One of this study's major strengths was its use of monthly registry data accrued among a large sample from the Japanese LTCI system. However, there are some limitations. First, the 24-month follow-up period may have been too short to sufficiently capture incident disability among older adults. Second, although participants were randomly recruited through a direct-mailing process, only persons that could perform health checkups at home were selected for participation. This may have led to the recruitment of relatively healthy older people and thus resulted in an underestimation of incident disability. Finally, the registry data used contained no information on why participants were in a state of incident disability. It was thus difficult to clarify the physiological mechanisms underlying the association between cognitive frailty and incident disability.
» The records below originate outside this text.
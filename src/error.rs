// Copyright (c) 2025 Soumyadip Sarkar.
// All rights reserved.
//
// This source code is licensed under the license found in the
// LICENSE file in the root directory of this source tree.

use thiserror::Error;

#[derive(Error, Debug)]
pub enum CoreError {
    #[error("{what} not found")]
    NotFound { what: String },

    #[error("{what} is not configured")]
    NotConfigured { what: String },

    #[error("expected exactly one {what}, found {count}")]
    Ambiguous { what: String, count: usize },

    #[error("invalid {field}: {message}")]
    InvalidInput { field: String, message: String },

    #[error("{source_name} unavailable: {message}")]
    Upstream { source_name: String, message: String },

    #[error("invalid {what} '{value}'")]
    Parse { what: String, value: String },

    #[error("store error: {0}")]
    Store(#[from] rusqlite::Error),

    #[error("serialization error: {0}")]
    Serde(#[from] serde_json::Error),
}

impl CoreError {
    pub fn not_found(what: impl Into<String>) -> Self {
        CoreError::NotFound { what: what.into() }
    }

    pub fn invalid(field: impl Into<String>, message: impl Into<String>) -> Self {
        CoreError::InvalidInput {
            field: field.into(),
            message: message.into(),
        }
    }

    pub fn parse(what: impl Into<String>, value: impl Into<String>) -> Self {
        CoreError::Parse {
            what: what.into(),
            value: value.into(),
        }
    }
}

pub type Result<T> = std::result::Result<T, CoreError>;
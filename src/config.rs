// Copyright (c) 2025 Soumyadip Sarkar.
// All rights reserved.
//
// This source code is licensed under the license found in the
// LICENSE file in the root directory of this source tree.

//! Runtime configuration.
//!
//! Every constant the engines depend on (frequency divisors, default rates,
//! retirement scenarios, income eligibility windows) lives here so callers
//! can inject their own values. A missing file yields the defaults.

use std::collections::BTreeMap;
use std::path::{Path, PathBuf};

use anyhow::{Context, Result};
use chrono::NaiveDate;
use directories::ProjectDirs;
use rust_decimal::Decimal;
use serde::{Deserialize, Serialize};

use crate::models::Frequency;

#[derive(Debug, Clone, Serialize, Deserialize)]
pub struct Config {
    #[serde(default = "default_home_currency")]
    pub home_currency: String,

    #[serde(default)]
    pub frequency: FrequencyConfig,

    #[serde(default)]
    pub projection: ProjectionConfig,

    #[serde(default)]
    pub retirement: RetirementConfig,

    #[serde(default)]
    pub income: IncomeConfig,

    #[serde(default)]
    pub insights: InsightsConfig,

    #[serde(default)]
    pub prices: PricesConfig,

    #[serde(default)]
    pub access: AccessConfig,

    #[serde(default)]
    pub sweep: SweepConfig,
}

impl Default for Config {
    fn default() -> Self {
        Self {
            home_currency: default_home_currency(),
            frequency: FrequencyConfig::default(),
            projection: ProjectionConfig::default(),
            retirement: RetirementConfig::default(),
            income: IncomeConfig::default(),
            insights: InsightsConfig::default(),
            prices: PricesConfig::default(),
            access: AccessConfig::default(),
            sweep: SweepConfig::default(),
        }
    }
}

impl Config {
    /// Load configuration from a TOML file.
    pub fn from_file(path: &Path) -> Result<Self> {
        let content = std::fs::read_to_string(path)
            .with_context(|| format!("Read config at {}", path.display()))?;
        Self::from_toml(&content).with_context(|| format!("Parse config at {}", path.display()))
    }

    pub fn from_toml(content: &str) -> Result<Self> {
        let cfg: Config = toml::from_str(content)?;
        cfg.validate()?;
        Ok(cfg)
    }

    pub fn to_toml(&self) -> Result<String> {
        Ok(toml::to_string_pretty(self)?)
    }

    /// Explicit path wins; otherwise the platform config dir is tried and a
    /// missing file falls back to defaults.
    pub fn load(explicit: Option<&Path>) -> Result<Self> {
        if let Some(path) = explicit {
            return Self::from_file(path);
        }
        match default_config_path() {
            Some(path) if path.exists() => Self::from_file(&path),
            _ => Ok(Self::default()),
        }
    }

    fn validate(&self) -> Result<()> {
        for name in self
            .income
            .windows
            .keys()
            .chain(self.frequency.divisors.keys())
        {
            name.parse::<Frequency>()
                .map_err(|_| anyhow::anyhow!("Unknown frequency '{}' in config", name))?;
        }
        for (freq, windows) in self.income.windows.iter() {
            for w in windows {
                if w.0 == 0 || w.1 > 31 || w.0 > w.1 {
                    anyhow::bail!(
                        "Invalid income window [{}, {}] for {}: days must satisfy 1 <= start <= end <= 31",
                        w.0,
                        w.1,
                        freq
                    );
                }
            }
        }
        for (freq, days) in self.frequency.divisors.iter() {
            if *days == 0 {
                anyhow::bail!("Frequency divisor for {} must be positive", freq);
            }
        }
        let rates = [
            ("projection.crypto_annual_growth", self.projection.crypto_annual_growth),
            ("retirement.default_annual_rate", self.retirement.default_annual_rate),
        ]
        .into_iter()
        .map(|(k, r)| (k.to_string(), r))
        .chain(
            self.projection
                .investment_scenarios
                .iter()
                .map(|s| (format!("projection.investment_scenarios.{}", s.name), s.annual_rate)),
        )
        .chain(
            self.retirement
                .scenarios
                .iter()
                .map(|s| (format!("retirement.scenarios.{}", s.name), s.annual_rate)),
        );
        for (key, rate) in rates {
            if rate <= -Decimal::ONE {
                anyhow::bail!("Rate {} for {} must be greater than -1", rate, key);
            }
        }
        Ok(())
    }
}

pub fn default_config_path() -> Option<PathBuf> {
    ProjectDirs::from("org", "Finboard", "finboard")
        .map(|p| p.config_dir().join("config.toml"))
}

fn default_home_currency() -> String {
    "MXN".to_string()
}

#[derive(Debug, Clone, Serialize, Deserialize)]
pub struct FrequencyConfig {
    /// Day length of one period, keyed by frequency name.
    #[serde(default = "default_divisors")]
    pub divisors: BTreeMap<String, u32>,

    /// Average days per calendar month used when normalising to a monthly figure.
    #[serde(default = "default_month_days")]
    pub month_days: Decimal,
}

impl Default for FrequencyConfig {
    fn default() -> Self {
        Self {
            divisors: default_divisors(),
            month_days: default_month_days(),
        }
    }
}

impl FrequencyConfig {
    pub fn days(&self, freq: Frequency) -> u32 {
        self.divisors
            .get(freq.as_str())
            .copied()
            .unwrap_or_else(|| Self::builtin_days(freq))
    }

    fn builtin_days(freq: Frequency) -> u32 {
        match freq {
            Frequency::Weekly => 7,
            Frequency::Biweekly => 14,
            Frequency::Monthly => 30,
            Frequency::Quarterly => 91,
            Frequency::Yearly => 365,
        }
    }
}

fn default_divisors() -> BTreeMap<String, u32> {
    [
        Frequency::Weekly,
        Frequency::Biweekly,
        Frequency::Monthly,
        Frequency::Quarterly,
        Frequency::Yearly,
    ]
    .into_iter()
    .map(|f| (f.as_str().to_string(), FrequencyConfig::builtin_days(f)))
    .collect()
}

fn default_month_days() -> Decimal {
    Decimal::new(304375, 4)
}

#[derive(Debug, Clone, Serialize, Deserialize, PartialEq)]
pub struct RateScenario {
    pub name: String,
    pub annual_rate: Decimal,
}

impl RateScenario {
    pub fn new(name: &str, annual_rate: Decimal) -> Self {
        Self {
            name: name.to_string(),
            annual_rate,
        }
    }
}

#[derive(Debug, Clone, Serialize, Deserialize)]
pub struct ProjectionConfig {
    #[serde(default = "default_crypto_growth")]
    pub crypto_annual_growth: Decimal,

    /// Alternative investment rates; the base case always uses the target's own rate.
    #[serde(default = "default_investment_scenarios")]
    pub investment_scenarios: Vec<RateScenario>,

    /// Investment balance at which the fixed-income commission tier drops.
    #[serde(default)]
    pub commission_threshold: Option<Decimal>,
}

impl Default for ProjectionConfig {
    fn default() -> Self {
        Self {
            crypto_annual_growth: default_crypto_growth(),
            investment_scenarios: default_investment_scenarios(),
            commission_threshold: None,
        }
    }
}

fn default_crypto_growth() -> Decimal {
    Decimal::new(15, 2)
}

fn default_investment_scenarios() -> Vec<RateScenario> {
    vec![
        RateScenario::new("pessimistic", Decimal::new(7, 2)),
        RateScenario::new("optimistic", Decimal::new(12, 2)),
    ]
}

#[derive(Debug, Clone, Serialize, Deserialize)]
pub struct RetirementConfig {
    #[serde(default = "default_retirement_rate")]
    pub default_annual_rate: Decimal,

    #[serde(default = "default_retirement_age")]
    pub default_retirement_age: u32,

    #[serde(default = "default_retirement_scenarios")]
    pub scenarios: Vec<RateScenario>,

    /// Owner name to date of birth.
    #[serde(default)]
    pub birth_dates: BTreeMap<String, NaiveDate>,
}

impl Default for RetirementConfig {
    fn default() -> Self {
        Self {
            default_annual_rate: default_retirement_rate(),
            default_retirement_age: default_retirement_age(),
            scenarios: default_retirement_scenarios(),
            birth_dates: BTreeMap::new(),
        }
    }
}

fn default_retirement_rate() -> Decimal {
    Decimal::new(85, 3)
}

fn default_retirement_age() -> u32 {
    65
}

fn default_retirement_scenarios() -> Vec<RateScenario> {
    vec![
        RateScenario::new("conservative", Decimal::new(7, 2)),
        RateScenario::new("base", Decimal::new(85, 3)),
        RateScenario::new("optimistic", Decimal::new(10, 2)),
    ]
}

/// Inclusive day-of-month range.
#[derive(Debug, Clone, Copy, Serialize, Deserialize, PartialEq, Eq)]
pub struct DayWindow(pub u32, pub u32);

impl DayWindow {
    pub fn contains(&self, day: u32) -> bool {
        day >= self.0 && day <= self.1
    }
}

#[derive(Debug, Clone, Serialize, Deserialize)]
pub struct IncomeConfig {
    /// Days of the month on which an income source of a given frequency may post.
    /// Frequencies without windows are never auto-posted.
    #[serde(default = "default_income_windows")]
    pub windows: BTreeMap<String, Vec<DayWindow>>,
}

impl IncomeConfig {
    pub fn windows_for(&self, freq: Frequency) -> &[DayWindow] {
        self.windows
            .get(freq.as_str())
            .map(|w| w.as_slice())
            .unwrap_or(&[])
    }
}

impl Default for IncomeConfig {
    fn default() -> Self {
        Self {
            windows: default_income_windows(),
        }
    }
}

fn default_income_windows() -> BTreeMap<String, Vec<DayWindow>> {
    BTreeMap::from([
        ("monthly".to_string(), vec![DayWindow(1, 5)]),
        ("biweekly".to_string(), vec![DayWindow(1, 3), DayWindow(14, 17)]),
    ])
}

#[derive(Debug, Clone, Serialize, Deserialize)]
pub struct InsightsConfig {
    #[serde(default = "default_cache_ttl_hours")]
    pub cache_ttl_hours: i64,

    /// Percent of budget used at which a warning insight is raised.
    #[serde(default = "default_warning_pct")]
    pub overspend_warning_pct: Decimal,
}

impl Default for InsightsConfig {
    fn default() -> Self {
        Self {
            cache_ttl_hours: default_cache_ttl_hours(),
            overspend_warning_pct: default_warning_pct(),
        }
    }
}

fn default_cache_ttl_hours() -> i64 {
    24
}

fn default_warning_pct() -> Decimal {
    Decimal::from(90)
}

#[derive(Debug, Clone, Serialize, Deserialize)]
pub struct PricesConfig {
    #[serde(default = "default_price_endpoint")]
    pub endpoint: String,

    /// Supported ticker symbol to price-feed asset id.
    #[serde(default = "default_price_symbols")]
    pub symbols: BTreeMap<String, String>,
}

impl Default for PricesConfig {
    fn default() -> Self {
        Self {
            endpoint: default_price_endpoint(),
            symbols: default_price_symbols(),
        }
    }
}

fn default_price_endpoint() -> String {
    "https://api.coingecko.com/api/v3/simple/price".to_string()
}

fn default_price_symbols() -> BTreeMap<String, String> {
    BTreeMap::from([
        ("BTC".to_string(), "bitcoin".to_string()),
        ("ETH".to_string(), "ethereum".to_string()),
        ("SOL".to_string(), "solana".to_string()),
    ])
}

#[derive(Debug, Clone, Default, Serialize, Deserialize)]
pub struct AccessConfig {
    #[serde(default)]
    pub allowed_emails: Vec<String>,
}

#[derive(Debug, Clone, Serialize, Deserialize)]
pub struct SweepConfig {
    #[serde(default = "default_lease_seconds")]
    pub lease_seconds: i64,
}

impl Default for SweepConfig {
    fn default() -> Self {
        Self {
            lease_seconds: default_lease_seconds(),
        }
    }
}

fn default_lease_seconds() -> i64 {
    300
}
In summary, a new operational definition was used to detect a more adequate number of elderly persons with cognitive frailty when compared to a previous definition. Cognitive frailty is more significantly associated with incident disability among community-dwelling older people when compared to cognitive impairment or physical frailty alone.
Acknowledgments
We would like to thank the Obu city office for help with participant recruitment.
Author contributions
Tsutsumimoto planned the study and wrote the first draft of the manuscript, and coordinated the review and editing process leading to the final manuscript. Doi participated in the design of the study and wrote the paper. Nakakubo, Kim, Kurita and Ishii corrected data and contributed to the editorial process and review of the manuscript. Shimada supervised the study and suggested many of the ideas that have been pursued in this research, and participated in the planning, editorial, and review processes that led to the final manuscript.
Funding
This work received financial support via the Health Labour Sciences Research Grant (23–001) from the Japanese Ministry of Health, Labour, and Welfare, and the Research Funding for Longevity Sciences (22–16) from the National Center for Geriatrics and Gerontology (NCGG), Japan. Additional support was provided by a Grant-in-Aid for Scientific Research (B) to H.S. and a Grant-in-Aid for JSPS Fellows from the Japan Society for the Promotion of Science to H. M. The funding source played no role in the design or conduct of the study; collection, management, analysis, or interpretation of the data; or preparation, review, or approval of the manuscript..
Conflicts of interest
None.
Ethical standards
Informed consent was obtained from all participants beforehand. This study's protocol was approved by the Ethics Committee of the National Center for Geriatrics and Gerontology.